[Opening MATERIAL SHOWN section]

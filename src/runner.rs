// Job runner: one buffered chunked writer per destination, every input
// streamed through the same fan-out.
//
// Inputs are driven one after another with close_on_end = false, so all of
// them land in the same part sequences; only the last pipe finalizes.

use std::sync::Arc;

use anyhow::{Context, Result};
use tracing::{info, warn};

use crate::config::{DestinationConfig, RuntimeConfig};
use crate::error::PipeError;
use crate::pipe::{close_all, BufferedSink, FanOutPipe, PipeOptions, ReaderSource, Sink, Source};
use crate::template::TemplateContext;
use crate::transform::LineMapping;
use crate::writer::{open_store, ChunkedWriter, ChunkedWriterConfig, PartStore};

/// Parts generated for one destination.
#[derive(Debug, Clone, PartialEq, Eq)]
pub struct DestinationReport {
    pub name: String,
    pub parts: Vec<String>,
}

/// Outcome of a successful run.
#[derive(Debug, Clone, Default, PartialEq, Eq)]
pub struct RunReport {
    pub inputs: usize,
    pub chunks: u64,
    pub bytes: u64,
    pub destinations: Vec<DestinationReport>,
}

impl RunReport {
    pub fn total_parts(&self) -> usize {
        self.destinations.iter().map(|d| d.parts.len()).sum()
    }
}

type Destination = BufferedSink<ChunkedWriter>;

/// Run a job against the storage backend named in `config`.
pub async fn run_with_config(config: &RuntimeConfig) -> Result<RunReport> {
    let store = open_store(&config.storage).context("Failed to initialize storage")?;
    run_with_store(config, Arc::new(store)).await
}

/// Run a job against an explicit part store.
pub async fn run_with_store(config: &RuntimeConfig, store: Arc<dyn PartStore>) -> Result<RunReport> {
    let paths = input_paths(config);
    if config.destinations.is_empty() {
        warn!("No destinations configured; input will be read and discarded");
    }

    let context = TemplateContext::new(&paths[0]);
    let mut destinations = open_destinations(config, &context, &store).await?;

    let mut report = RunReport {
        inputs: paths.len(),
        ..RunReport::default()
    };

    for (index, path) in paths.iter().enumerate() {
        let options = PipeOptions {
            close_on_end: index + 1 == paths.len(),
        };
        let mut sinks = sink_refs(&mut destinations);

        let result = match open_source(path, config.source.chunk_size).await {
            Ok(mut source) => FanOutPipe::new(options).drive(source.as_mut(), &mut sinks).await,
            Err(err) => {
                let _ = close_all(&mut sinks, Some(&err)).await;
                Err(err)
            }
        };
        let summary = result.with_context(|| format!("Failed to stream '{}'", path))?;

        info!(
            input = %path,
            chunks = summary.chunks,
            bytes = summary.bytes,
            "Input streamed"
        );
        report.chunks += summary.chunks;
        report.bytes += summary.bytes;
    }

    for (sink, destination) in destinations.into_iter().zip(&config.destinations) {
        let writer = sink
            .into_inner()
            .await
            .with_context(|| format!("Destination '{}' did not shut down", destination.name))?;
        for part in writer.parts() {
            info!(destination = %destination.name, part = %part, "Generated part");
        }
        report.destinations.push(DestinationReport {
            name: destination.name.clone(),
            parts: writer.parts().to_vec(),
        });
    }

    Ok(report)
}

fn input_paths(config: &RuntimeConfig) -> Vec<String> {
    if config.source.paths.is_empty() {
        vec!["-".to_string()]
    } else {
        config.source.paths.clone()
    }
}

async fn open_destinations(
    config: &RuntimeConfig,
    context: &TemplateContext,
    store: &Arc<dyn PartStore>,
) -> Result<Vec<Destination>> {
    let mut opened: Vec<Destination> = Vec::with_capacity(config.destinations.len());

    for destination in &config.destinations {
        let created = match writer_config(destination, context) {
            Ok(writer_config) => {
                ChunkedWriter::create_named(&destination.name, writer_config, Arc::clone(store)).await
            }
            Err(err) => Err(err),
        };
        match created {
            Ok(writer) => {
                opened.push(BufferedSink::spawn(writer, config.pipe.high_water_mark));
            }
            Err(err) => {
                let _ = close_all(&mut sink_refs(&mut opened), Some(&err)).await;
                return Err(err)
                    .with_context(|| format!("Failed to open destination '{}'", destination.name));
            }
        }
    }

    Ok(opened)
}

/// Chunked writer options for one destination, with its templates bound to
/// this run.
pub fn writer_config(
    destination: &DestinationConfig,
    context: &TemplateContext,
) -> Result<ChunkedWriterConfig, PipeError> {
    let context = context.for_filename(destination.filename());

    let mut config = ChunkedWriterConfig::new(destination.filename())
        .with_path(destination.path.as_str())
        .with_extension(destination.extension.as_str())
        .with_max_part_bytes(destination.max_part_bytes);

    if let Some(template) = destination.filename_template.clone() {
        let context = context.clone();
        config = config.with_filename_fn(move |part| context.render(&template, part));
    }
    if let Some(header) = destination.header.clone() {
        let context = context.clone();
        config = config.with_header(move |part| context.render(&header, part));
    }
    if let Some(transform) = &destination.transform {
        config = config.with_transform(LineMapping::from_config(transform)?);
    }
    Ok(config)
}

async fn open_source(path: &str, chunk_size: usize) -> Result<Box<dyn Source>, PipeError> {
    if path == "-" {
        return Ok(Box::new(ReaderSource::stdin(chunk_size)));
    }
    let source = ReaderSource::open(path, chunk_size).await?;
    Ok(Box::new(source))
}

fn sink_refs(destinations: &mut [Destination]) -> Vec<&mut dyn Sink> {
    destinations
        .iter_mut()
        .map(|sink| sink as &mut dyn Sink)
        .collect()
}

#[cfg(test)]
mod tests {
    use super::*;
    use crate::config::TransformConfig;
    use time::macros::datetime;

    fn context() -> TemplateContext {
        TemplateContext::at("master.txt", datetime!(2024-01-02 03:04:05 UTC), "r1".to_string())
    }

    #[test]
    fn writer_config_binds_templates() {
        let mut destination = DestinationConfig::new("gwl");
        destination.path = "exports".to_string();
        destination.filename_template = Some("{filename}_{timestamp}_{part}".to_string());
        destination.header = Some("H|{source}|{part}".to_string());

        let config = writer_config(&destination, &context()).unwrap();
        assert_eq!(config.part_key(2), "exports/gwl_20240102030405_2.txt");
        assert_eq!(config.header_for(2).as_deref(), Some("H|master|2\n"));
    }

    #[test]
    fn writer_config_without_templates_uses_defaults() {
        let mut destination = DestinationConfig::new("costcenter");
        destination.transform = Some(TransformConfig::default());

        let config = writer_config(&destination, &context()).unwrap();
        assert_eq!(config.part_key(1), "costcenter-part-1.txt");
        assert!(config.header_for(1).is_none());
    }

    #[test]
    fn stdin_is_the_default_input() {
        assert_eq!(input_paths(&RuntimeConfig::default()), vec!["-"]);
    }
}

[Closing MATERIAL SHOWN section]

All lines holding the word "ChunkedWriterConfig" must be found in the listing and copied.

● TASK SOLUTION:
use crate::writer::{open_store, ChunkedWriter, ChunkedWriterConfig, PartStore};
) -> Result<ChunkedWriterConfig, PipeError> {
    let mut config = ChunkedWriterConfig::new(destination.filename())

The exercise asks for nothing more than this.